Les dijeron que se pusieran sus mejores ropas y se arreglaran como si fueran al cine.
Julia también cumplía condena allí por publicar en Mundo Obrero y Combate artículos a favor de los derechos de las mujeres y criticando a Franco. Me confió sus recuerdos una tarde de abril de hace dos décadas. Entonces la historia de las Trece Rosas apenas se conocía. El primer libro sobre aquella ejecución de posguerra, atroz e infame donde las haya, no se publicó hasta 2003 (“Las trece rosas”, de Jesús Ferrero) y no se llevó al cine hasta 2007 (“Las trece rosas”, de Emilio Martínez Lázaro). Tampoco existía la Fundación Trece Rosas, que no se creó hasta 2005.
Mi objetivo, para una sección histórica que publicaba en el diario El País, era localizar a alguien que hubiera coincidido con ellas en prisión y contar con un testimonio directo. Supe de dos mujeres, ya octogenarias, que habían compartido presidio con las Trece Rosas. Una de aquellas dos testigos que aún vivían era Julia Escribano.

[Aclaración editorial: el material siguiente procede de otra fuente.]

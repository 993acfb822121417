use crate::config::MongoConfig;
use crate::models::{Customer, Product};
use crate::services::store::{within_deadline, CatalogStore, Lookup};
use async_trait::async_trait;
use mongodb::{
    bson::{doc, Document},
    options::{ClientOptions, FindOneOptions},
    Client as MongoClient, Collection, Database,
};
use secrecy::ExposeSecret;
use serde::de::DeserializeOwned;
use service_core::error::AppError;
use std::time::Duration;
use tokio::time::Instant;

#[derive(Clone)]
pub struct MongoDb {
    client: MongoClient,
    db: Database,
    products: Collection<Product>,
    customers: Collection<Customer>,
}

impl MongoDb {
    /// Connects and pings the server, all within `config.connect_timeout`.
    /// Callers treat an error here as fatal.
    pub async fn connect(config: &MongoConfig) -> Result<Self, AppError> {
        let uri = config.redacted_uri();
        tracing::info!(uri = %uri, "Connecting to MongoDB");

        let timeout = config.connect_timeout;
        let open = Self::open(config.uri.expose_secret(), timeout);
        let client = tokio::time::timeout(timeout, open)
            .await
            .map_err(|_| {
                tracing::error!(
                    "Timed out after {:?} connecting to MongoDB at {}",
                    timeout,
                    uri
                );
                AppError::database(
                    "Could not reach the database",
                    anyhow::anyhow!("connect timed out after {:?}", timeout),
                )
            })?
            .map_err(|e| {
                tracing::error!("Failed to connect to MongoDB at {}: {}", uri, e);
                e
            })?;

        let db = client.database(&config.database);
        tracing::info!(database = %config.database, "Successfully connected to MongoDB database");

        Ok(Self {
            products: db.collection(Product::COLLECTION),
            customers: db.collection(Customer::COLLECTION),
            client,
            db,
        })
    }

    async fn open(uri: &str, timeout: Duration) -> Result<MongoClient, AppError> {
        let mut options = ClientOptions::parse(uri).await?;
        options.app_name = Some("catalog-service".to_string());
        options.connect_timeout = Some(timeout);
        options.server_selection_timeout = Some(timeout);

        let client = MongoClient::with_options(options)?;
        client
            .database("admin")
            .run_command(doc! { "ping": 1 }, None)
            .await?;
        Ok(client)
    }

    pub async fn health_check(&self) -> Result<(), AppError> {
        self.client
            .database("admin")
            .run_command(doc! { "ping": 1 }, None)
            .await
            .map_err(|e| {
                tracing::error!("MongoDB health check failed: {}", e);
                AppError::from(e)
            })?;
        Ok(())
    }

    /// Releases the connection pool. Never fails; a slow shutdown is abandoned
    /// after `timeout` and logged.
    pub async fn disconnect(&self, timeout: Duration) {
        match tokio::time::timeout(timeout, self.client.clone().shutdown()).await {
            Ok(()) => tracing::info!("Disconnected from MongoDB"),
            Err(_) => tracing::error!(
                "Error disconnecting from MongoDB: shutdown did not finish within {:?}",
                timeout
            ),
        }
    }

    pub fn products(&self) -> &Collection<Product> {
        &self.products
    }

    pub fn customers(&self) -> &Collection<Customer> {
        &self.customers
    }

    pub fn client(&self) -> &MongoClient {
        &self.client
    }

    pub fn database(&self) -> &Database {
        &self.db
    }
}

async fn find_by_business_id<T>(
    collection: &Collection<T>,
    field: &str,
    id: &str,
    deadline: Instant,
) -> Lookup<T>
where
    T: DeserializeOwned + Unpin + Send + Sync,
{
    let mut filter = Document::new();
    filter.insert(field, id);

    // Let the server give up at the same point the client does.
    let options = FindOneOptions::builder()
        .max_time(deadline.saturating_duration_since(Instant::now()))
        .build();

    within_deadline(deadline, collection.find_one(filter, options)).await
}

#[async_trait]
impl CatalogStore for MongoDb {
    async fn find_product(&self, product_id: &str, deadline: Instant) -> Lookup<Product> {
        find_by_business_id(&self.products, Product::ID_FIELD, product_id, deadline).await
    }

    async fn find_customer(&self, customer_id: &str, deadline: Instant) -> Lookup<Customer> {
        find_by_business_id(&self.customers, Customer::ID_FIELD, customer_id, deadline).await
    }

    async fn ping(&self) -> Result<(), AppError> {
        self.health_check().await
    }
}
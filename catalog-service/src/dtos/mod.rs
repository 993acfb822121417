pub mod catalog;

pub use catalog::{CustomerResponse, ProductResponse};
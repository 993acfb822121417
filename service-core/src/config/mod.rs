use crate::error::AppError;
use config::{Config as Cfg, File};
use serde::Deserialize;

/// Settings shared by every service: listener port and observability knobs.
#[derive(Debug, Deserialize, Clone)]
pub struct Config {
    #[serde(default = "default_port")]
    pub port: u16,
    #[serde(default = "default_log_level")]
    pub log_level: String,
    #[serde(default)]
    pub otlp_endpoint: Option<String>,
}

fn default_port() -> u16 {
    8080
}

fn default_log_level() -> String {
    "info".to_string()
}

impl Default for Config {
    fn default() -> Self {
        Self {
            port: default_port(),
            log_level: default_log_level(),
            otlp_endpoint: None,
        }
    }
}

impl Config {
    /// Layers `.env`, an optional `configuration` file and `APP__*` variables.
    pub fn load() -> Result<Self, AppError> {
        dotenvy::dotenv().ok();

        let config = Cfg::builder()
            .add_source(File::with_name("configuration").required(false))
            .add_source(config::Environment::with_prefix("APP").separator("__"))
            .build()?;

        Ok(config.try_deserialize()?)
    }
}

#[cfg(test)]
mod tests {
    use super::*;

    #[test]
    fn empty_source_falls_back_to_defaults() {
        let config: Config = Cfg::builder()
            .build()
            .unwrap()
            .try_deserialize()
            .unwrap();

        assert_eq!(config.port, 8080);
        assert_eq!(config.log_level, "info");
        assert!(config.otlp_endpoint.is_none());
    }

    #[test]
    fn explicit_values_override_defaults() {
        let config: Config = Cfg::builder()
            .set_override("port", 9090)
            .unwrap()
            .set_override("otlp_endpoint", "http://tempo:4317")
            .unwrap()
            .build()
            .unwrap()
            .try_deserialize()
            .unwrap();

        assert_eq!(config.port, 9090);
        assert_eq!(config.otlp_endpoint.as_deref(), Some("http://tempo:4317"));
    }
}
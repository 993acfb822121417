use catalog_service::config::CatalogConfig;
use catalog_service::services::init_metrics;
use catalog_service::startup::Application;
use service_core::error::AppError;
use service_core::observability::init_tracing;

#[tokio::main]
async fn main() -> Result<(), AppError> {
    // Load configuration - fail fast if invalid
    let config = CatalogConfig::load()?;

    init_tracing(
        "catalog-service",
        &config.common.log_level,
        config.common.otlp_endpoint.as_deref(),
    );

    // Initialize metrics recorder (must be before any metrics are recorded)
    init_metrics();

    tracing::info!(
        version = env!("CARGO_PKG_VERSION"),
        database = %config.mongodb.database,
        "Starting catalog service"
    );

    let app = Application::build(config).await?;
    app.run_until_stopped().await?;

    Ok(())
}
pub mod database;
pub mod metrics;
pub mod store;

pub use database::MongoDb;
pub use metrics::{get_metrics, init_metrics, record_lookup};
pub use store::{within_deadline, CatalogStore, Lookup, StorageError};
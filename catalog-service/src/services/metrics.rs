//! Metrics collection and Prometheus export.

use metrics::{counter, histogram};
use metrics_exporter_prometheus::{PrometheusBuilder, PrometheusHandle};
use std::sync::OnceLock;
use std::time::Duration;

/// Global handle to the Prometheus recorder.
pub static METRICS_HANDLE: OnceLock<PrometheusHandle> = OnceLock::new();

/// Initialize the metrics recorder.
///
/// This must be called once at startup before any metrics are recorded.
/// Panics if called more than once.
pub fn init_metrics() {
    let builder = PrometheusBuilder::new();
    let handle = builder
        .install_recorder()
        .expect("failed to install Prometheus recorder");

    if METRICS_HANDLE.set(handle).is_err() {
        panic!("failed to set metrics handle: already initialized");
    }
}

/// Get the current metrics in Prometheus text format.
pub fn get_metrics() -> String {
    METRICS_HANDLE
        .get()
        .map(|handle| handle.render())
        .unwrap_or_else(|| "# Metrics recorder not initialized".to_string())
}

/// `outcome` is one of `found`, `not_found` or `error`.
pub fn record_lookup(resource: &'static str, outcome: &'static str, elapsed: Duration) {
    counter!("catalog_lookups_total", "resource" => resource, "outcome" => outcome).increment(1);
    histogram!("catalog_lookup_duration_seconds", "resource" => resource, "outcome" => outcome)
        .record(elapsed.as_secs_f64());
}
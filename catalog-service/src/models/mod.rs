pub mod customer;
pub mod product;

pub use customer::Customer;
pub use product::Product;
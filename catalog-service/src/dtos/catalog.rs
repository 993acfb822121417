use crate::models::{Customer, Product};
use chrono::{DateTime, SecondsFormat, Utc};
use serde::{Serialize, Serializer};

#[derive(Debug, Serialize)]
#[serde(rename_all = "camelCase")]
pub struct ProductResponse {
    pub product_id: String,
    pub name: String,
    pub description: String,
    pub category: String,
    pub price: f64,
    pub stock: i64,
    pub active: bool,
    #[serde(serialize_with = "rfc3339")]
    pub created_at: DateTime<Utc>,
    #[serde(serialize_with = "rfc3339")]
    pub updated_at: DateTime<Utc>,
}

impl From<Product> for ProductResponse {
    fn from(product: Product) -> Self {
        Self {
            product_id: product.product_id,
            name: product.name,
            description: product.description,
            category: product.category,
            price: product.price,
            stock: product.stock,
            active: product.active,
            created_at: product.created_at,
            updated_at: product.updated_at,
        }
    }
}

#[derive(Debug, Serialize)]
#[serde(rename_all = "camelCase")]
pub struct CustomerResponse {
    pub customer_id: String,
    pub name: String,
    pub email: String,
    pub phone: String,
    pub active: bool,
    #[serde(serialize_with = "rfc3339")]
    pub created_at: DateTime<Utc>,
    #[serde(serialize_with = "rfc3339")]
    pub updated_at: DateTime<Utc>,
}

impl From<Customer> for CustomerResponse {
    fn from(customer: Customer) -> Self {
        Self {
            customer_id: customer.customer_id,
            name: customer.name,
            email: customer.email,
            phone: customer.phone,
            active: customer.active,
            created_at: customer.created_at,
            updated_at: customer.updated_at,
        }
    }
}

// Stored dates have millisecond precision; emit exactly that with a `Z` suffix.
fn rfc3339<S: Serializer>(value: &DateTime<Utc>, serializer: S) -> Result<S::Ok, S::Error> {
    serializer.serialize_str(&value.to_rfc3339_opts(SecondsFormat::Millis, true))
}
use secrecy::{ExposeSecret, Secret};
use service_core::config as core_config;
use service_core::error::AppError;
use std::env;
use std::time::Duration;

pub const DEFAULT_MONGODB_URI: &str = "mongodb://localhost:27017";
pub const DEFAULT_DATABASE: &str = "global_mobility-apex-ecommerce";
pub const DEFAULT_CONNECT_TIMEOUT_SECS: u64 = 10;
pub const DEFAULT_QUERY_TIMEOUT_SECS: u64 = 5;

#[derive(Debug, Clone)]
pub struct CatalogConfig {
    pub common: core_config::Config,
    pub mongodb: MongoConfig,
}

#[derive(Debug, Clone)]
pub struct MongoConfig {
    /// May carry credentials; log `redacted_uri()` instead.
    pub uri: Secret<String>,
    pub database: String,
    /// Bound on connect plus the initial ping.
    pub connect_timeout: Duration,
    /// Bound on each point lookup.
    pub query_timeout: Duration,
}

impl Default for MongoConfig {
    fn default() -> Self {
        Self {
            uri: Secret::new(DEFAULT_MONGODB_URI.to_string()),
            database: DEFAULT_DATABASE.to_string(),
            connect_timeout: Duration::from_secs(DEFAULT_CONNECT_TIMEOUT_SECS),
            query_timeout: Duration::from_secs(DEFAULT_QUERY_TIMEOUT_SECS),
        }
    }
}

impl MongoConfig {
    pub fn redacted_uri(&self) -> String {
        redact_credentials(self.uri.expose_secret())
    }
}

/// Replaces the `user:password@` part of a connection string with `***@`.
/// Anything that does not look like `scheme://...` is hidden entirely.
fn redact_credentials(uri: &str) -> String {
    let Some((scheme, rest)) = uri.split_once("://") else {
        return "<redacted>".to_string();
    };

    let authority_end = rest.find(|c| c == '/' || c == '?').unwrap_or(rest.len());
    match rest[..authority_end].rfind('@') {
        Some(at) => format!("{}://***@{}", scheme, &rest[at + 1..]),
        None => uri.to_string(),
    }
}

impl CatalogConfig {
    pub fn load() -> Result<Self, AppError> {
        // Load common config (handles .env and APP__ prefix)
        let common_config = core_config::Config::load()?;

        let is_prod = env::var("ENVIRONMENT").unwrap_or_else(|_| "dev".to_string()) == "prod";

        Ok(CatalogConfig {
            common: common_config,
            mongodb: MongoConfig {
                uri: Secret::new(get_env(
                    "MONGODB_URI",
                    Some(DEFAULT_MONGODB_URI),
                    is_prod,
                )?),
                database: get_env("MONGODB_DATABASE", Some(DEFAULT_DATABASE), is_prod)?,
                connect_timeout: parse_secs(
                    "MONGODB_CONNECT_TIMEOUT_SECS",
                    env::var("MONGODB_CONNECT_TIMEOUT_SECS").ok(),
                    DEFAULT_CONNECT_TIMEOUT_SECS,
                )?,
                query_timeout: parse_secs(
                    "MONGODB_QUERY_TIMEOUT_SECS",
                    env::var("MONGODB_QUERY_TIMEOUT_SECS").ok(),
                    DEFAULT_QUERY_TIMEOUT_SECS,
                )?,
            },
        })
    }
}

fn get_env(key: &str, default: Option<&str>, is_prod: bool) -> Result<String, AppError> {
    match env::var(key) {
        Ok(val) => Ok(val),
        Err(_) => {
            if is_prod {
                Err(AppError::ConfigError(anyhow::anyhow!(
                    "{} is required in production but not set",
                    key
                )))
            } else if let Some(def) = default {
                Ok(def.to_string())
            } else {
                Err(AppError::ConfigError(anyhow::anyhow!(
                    "{} is required but not set",
                    key
                )))
            }
        }
    }
}

fn parse_secs(key: &str, raw: Option<String>, default: u64) -> Result<Duration, AppError> {
    let Some(raw) = raw else {
        return Ok(Duration::from_secs(default));
    };

    match raw.trim().parse::<u64>() {
        Ok(secs) if secs > 0 => Ok(Duration::from_secs(secs)),
        _ => Err(AppError::ConfigError(anyhow::anyhow!(
            "{} must be a positive number of seconds, got '{}'",
            key,
            raw
        ))),
    }
}
use axum::extract::MatchedPath;
use axum::{extract::Request, middleware::Next, response::Response};
use metrics::{counter, histogram};
use std::time::Instant;

/// Records request count and latency per route template. Unmatched
/// requests are grouped under a single `unmatched` label.
pub async fn metrics_middleware(req: Request, next: Next) -> Response {
    let start = Instant::now();
    let method = req.method().to_string();
    let path = req
        .extensions()
        .get::<MatchedPath>()
        .map(|p| p.as_str().to_string())
        .unwrap_or_else(|| "unmatched".to_string());

    let response = next.run(req).await;

    let duration = start.elapsed();
    let status = response.status().as_u16().to_string();

    let labels = [("method", method), ("path", path), ("status", status)];

    counter!("http_requests_total", &labels).increment(1);
    histogram!("http_request_duration_seconds", &labels).record(duration.as_secs_f64());

    response
}
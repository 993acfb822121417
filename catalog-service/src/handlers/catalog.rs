use crate::dtos::{CustomerResponse, ProductResponse};
use crate::models::{Customer, Product};
use crate::services::{record_lookup, Lookup, StorageError};
use crate::startup::AppState;
use axum::{
    extract::{rejection::PathRejection, Path, State},
    http::{Method, Uri},
    Json,
};
use service_core::error::AppError;
use std::time::Instant;

/// The two resources the API serves, with the wording used in responses.
#[derive(Debug, Clone, Copy, PartialEq, Eq)]
pub enum Resource {
    Product,
    Customer,
}

impl Resource {
    pub fn noun(self) -> &'static str {
        match self {
            Resource::Product => "Product",
            Resource::Customer => "Customer",
        }
    }

    pub fn label(self) -> &'static str {
        match self {
            Resource::Product => "product",
            Resource::Customer => "customer",
        }
    }

    pub fn not_found(self, id: &str) -> AppError {
        AppError::not_found(
            format!("{} not found", self.noun()),
            format!("{} with ID '{}' does not exist", self.noun(), id),
        )
    }

    pub fn storage_error(self, cause: StorageError) -> AppError {
        AppError::database(
            format!("An error occurred while fetching the {}", self.label()),
            cause,
        )
    }
}

fn respond<T, R>(
    resource: Resource,
    id: &str,
    lookup: Lookup<T>,
    started: Instant,
    summary: impl FnOnce(&T) -> String,
) -> Result<Json<R>, AppError>
where
    R: From<T>,
{
    record_lookup(resource.label(), lookup.outcome(), started.elapsed());

    match lookup {
        Lookup::Found(entity) => {
            tracing::info!(
                resource = resource.label(),
                id = %id,
                "{} found: {}",
                resource.noun(),
                summary(&entity)
            );
            Ok(Json(R::from(entity)))
        }
        Lookup::NotFound => {
            tracing::info!(
                resource = resource.label(),
                id = %id,
                "{} not found: {}",
                resource.noun(),
                id
            );
            Err(resource.not_found(id))
        }
        Lookup::StorageError(e) => {
            tracing::error!(
                resource = resource.label(),
                id = %id,
                error = %e,
                "Error querying {}: {}",
                resource.label(),
                e
            );
            Err(resource.storage_error(e))
        }
    }
}

/// Stored identifiers are UTF-8 strings, so a segment that does not decode to
/// UTF-8 cannot match any document. It is answered as not found, quoting the
/// segment as received.
fn path_id(
    resource: Resource,
    path: Result<Path<String>, PathRejection>,
    uri: &Uri,
) -> Result<String, AppError> {
    match path {
        Ok(Path(id)) => Ok(id),
        Err(rejection) => {
            let raw = uri.path().rsplit('/').next().unwrap_or_default();
            tracing::info!(
                resource = resource.label(),
                id = %raw,
                error = %rejection,
                "{} not found: {}",
                resource.noun(),
                raw
            );
            Err(resource.not_found(raw))
        }
    }
}

pub async fn get_product(
    State(state): State<AppState>,
    uri: Uri,
    path: Result<Path<String>, PathRejection>,
) -> Result<Json<ProductResponse>, AppError> {
    let product_id = path_id(Resource::Product, path, &uri)?;
    tracing::info!(product_id = %product_id, "GET /api/products/{}", product_id);

    let started = Instant::now();
    let lookup = state
        .store
        .find_product(&product_id, state.lookup_deadline())
        .await;

    respond(Resource::Product, &product_id, lookup, started, |p: &Product| {
        format!("{} - {} (${:.2})", p.product_id, p.name, p.price)
    })
}

pub async fn get_customer(
    State(state): State<AppState>,
    uri: Uri,
    path: Result<Path<String>, PathRejection>,
) -> Result<Json<CustomerResponse>, AppError> {
    let customer_id = path_id(Resource::Customer, path, &uri)?;
    tracing::info!(customer_id = %customer_id, "GET /api/customers/{}", customer_id);

    let started = Instant::now();
    let lookup = state
        .store
        .find_customer(&customer_id, state.lookup_deadline())
        .await;

    respond(Resource::Customer, &customer_id, lookup, started, |c: &Customer| {
        format!("{} - {} (active: {})", c.customer_id, c.name, c.active)
    })
}

/// Unmatched paths still answer with the JSON error envelope.
pub async fn fallback(method: Method, uri: Uri) -> AppError {
    tracing::debug!(method = %method, path = %uri.path(), "No route matched");
    AppError::not_found(
        "Not found",
        format!("No route for {} {}", method, uri.path()),
    )
}
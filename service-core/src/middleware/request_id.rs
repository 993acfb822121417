use axum::http::HeaderValue;
use axum::{extract::Request, middleware::Next, response::Response};
use tracing::Instrument;
use uuid::Uuid;

pub const REQUEST_ID_HEADER: &str = "x-request-id";

/// Tags the request with a correlation id, taken from the caller when
/// present, and runs the rest of the stack inside a span carrying it.
pub async fn request_id_middleware(mut req: Request, next: Next) -> Response {
    let request_id = req
        .headers()
        .get(REQUEST_ID_HEADER)
        .and_then(|h| h.to_str().ok())
        .filter(|s| !s.is_empty())
        .map(|s| s.to_string())
        .unwrap_or_else(|| Uuid::new_v4().to_string());

    let header_value = HeaderValue::from_str(&request_id).ok();
    if let Some(value) = &header_value {
        req.headers_mut().insert(REQUEST_ID_HEADER, value.clone());
    }

    let span = tracing::info_span!(
        "request",
        request_id = %request_id,
        method = %req.method(),
        uri = %req.uri(),
    );
    let mut response = next.run(req).instrument(span).await;

    if let Some(value) = header_value {
        response.headers_mut().insert(REQUEST_ID_HEADER, value);
    }

    response
}
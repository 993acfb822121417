//! service-core: Shared infrastructure for the catalog services.
pub mod config;
pub mod error;
pub mod middleware;
pub mod observability;

pub use async_trait;
pub use axum;
pub use mongodb;
pub use serde;
pub use serde_json;
pub use tokio;
pub use tower;
pub use tower_http;
pub use tracing;
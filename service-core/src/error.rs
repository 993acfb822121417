use axum::{
    Json,
    http::StatusCode,
    response::{IntoResponse, Response},
};
use serde::Serialize;
use thiserror::Error;

#[derive(Debug, Error)]
pub enum AppError {
    /// `error` is the short title, `message` the sentence shown to the caller.
    #[error("Not found: {message}")]
    NotFound { error: String, message: String },

    /// `message` is public; `cause` is only ever logged.
    #[error("Database error: {cause}")]
    DatabaseError { message: String, cause: anyhow::Error },

    #[error("Service Unavailable")]
    ServiceUnavailable,

    #[error("Internal server error: {0}")]
    InternalError(#[from] anyhow::Error),

    #[error("Configuration error: {0}")]
    ConfigError(anyhow::Error),
}

/// Body of every non-success response.
#[derive(Debug, Serialize)]
pub struct ErrorResponse {
    pub error: String,
    pub message: String,
}

impl AppError {
    pub fn not_found(error: impl Into<String>, message: impl Into<String>) -> Self {
        AppError::NotFound {
            error: error.into(),
            message: message.into(),
        }
    }

    pub fn database(message: impl Into<String>, cause: impl Into<anyhow::Error>) -> Self {
        AppError::DatabaseError {
            message: message.into(),
            cause: cause.into(),
        }
    }

    pub fn status(&self) -> StatusCode {
        match self {
            AppError::NotFound { .. } => StatusCode::NOT_FOUND,
            AppError::ServiceUnavailable => StatusCode::SERVICE_UNAVAILABLE,
            AppError::DatabaseError { .. }
            | AppError::InternalError(_)
            | AppError::ConfigError(_) => StatusCode::INTERNAL_SERVER_ERROR,
        }
    }
}

impl From<config::ConfigError> for AppError {
    fn from(err: config::ConfigError) -> Self {
        AppError::ConfigError(anyhow::Error::new(err))
    }
}

impl From<std::io::Error> for AppError {
    fn from(err: std::io::Error) -> Self {
        AppError::InternalError(anyhow::Error::new(err))
    }
}

impl From<mongodb::error::Error> for AppError {
    fn from(err: mongodb::error::Error) -> Self {
        AppError::database("An error occurred while accessing the database", err)
    }
}

impl IntoResponse for AppError {
    fn into_response(self) -> Response {
        let status = self.status();
        let body = match self {
            AppError::NotFound { error, message } => ErrorResponse { error, message },
            AppError::DatabaseError { message, .. } => ErrorResponse {
                error: "Database error".to_string(),
                message,
            },
            AppError::ServiceUnavailable => ErrorResponse {
                error: "Service unavailable".to_string(),
                message: "The service is temporarily unable to handle the request".to_string(),
            },
            AppError::InternalError(_) => ErrorResponse {
                error: "Internal server error".to_string(),
                message: "An unexpected error occurred".to_string(),
            },
            AppError::ConfigError(_) => ErrorResponse {
                error: "Configuration error".to_string(),
                message: "The service is misconfigured".to_string(),
            },
        };

        (status, Json(body)).into_response()
    }
}

#[cfg(test)]
mod tests {
    use super::*;

    async fn body_of(err: AppError) -> (StatusCode, serde_json::Value) {
        let response = err.into_response();
        let status = response.status();
        let bytes = axum::body::to_bytes(response.into_body(), usize::MAX)
            .await
            .unwrap();
        (status, serde_json::from_slice(&bytes).unwrap())
    }

    #[tokio::test]
    async fn not_found_keeps_title_and_message() {
        let (status, body) = body_of(AppError::not_found(
            "Product not found",
            "Product with ID 'P1' does not exist",
        ))
        .await;

        assert_eq!(status, StatusCode::NOT_FOUND);
        assert_eq!(body["error"], "Product not found");
        assert_eq!(body["message"], "Product with ID 'P1' does not exist");
    }

    #[tokio::test]
    async fn database_error_hides_cause() {
        let err = AppError::database(
            "An error occurred while fetching the product",
            anyhow::anyhow!("connection reset by peer 10.1.2.3:27017"),
        );
        assert!(err.to_string().contains("connection reset"));

        let (status, body) = body_of(err).await;

        assert_eq!(status, StatusCode::INTERNAL_SERVER_ERROR);
        assert_eq!(body["error"], "Database error");
        assert!(!body.to_string().contains("10.1.2.3"));
        assert_eq!(body.as_object().unwrap().len(), 2);
    }

    #[tokio::test]
    async fn internal_error_is_generic() {
        let (status, body) = body_of(AppError::from(anyhow::anyhow!("secret detail"))).await;

        assert_eq!(status, StatusCode::INTERNAL_SERVER_ERROR);
        assert!(!body.to_string().contains("secret detail"));
    }
}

Residía en un modesto piso en Zarzaquemada, Leganés. Había cumplido 81 años y guardaba en su memoria hasta el más mínimo detalle del día que se despidió de las Trece Rosas, seis décadas atrás. Era amiga de Adelina García y Julia Conesa, ambas militantes de las Juventudes Socialistas Unificadas (JSU). Tenían 19 y 20 años cuando las ejecutaron. Se llevaba especialmente bien con Adelina. “En la cárcel se encargaba de repartir el correo entre las reclusas. Cuando recibía carta de mi novio se hacía la remolona antes de dármela. Tenía mucha gracia. Lo último que me dijo fue que no la olvidáramos nunca”. Y no la olvidó. A Julia Escribano no se le borró de la mente ni la cara de Adelina ni el último beso con el que se despidió de ella.
De dos en dos al paredón
Tenía muy presente aquella mañana del 5 de agosto del 39. Todas las reclusas se apostaron en las ventanas de las celdas para ver por última vez a las condenadas camino del paredón. Iban de dos en dos, escoltadas por una pareja de la Guardia Civil. Poco antes de las ocho de la mañana oyeron las detonaciones que segaron sus vidas junto a la tapia de la necrópolis del Este (integrada actualmente en el cementerio de La Almudena), donde las enterraron. Ese día, las presas se negaron a comer y como castigo les prohibieron las visitas durante 15 días. Pasaron un miedo terrible. Dormían vestidas porque era habitual que las llamaran a declarar a medianoche. A algunas no las volvían a ver y otras ingresaban directamente en la enfermería de las palizas que les propinaban.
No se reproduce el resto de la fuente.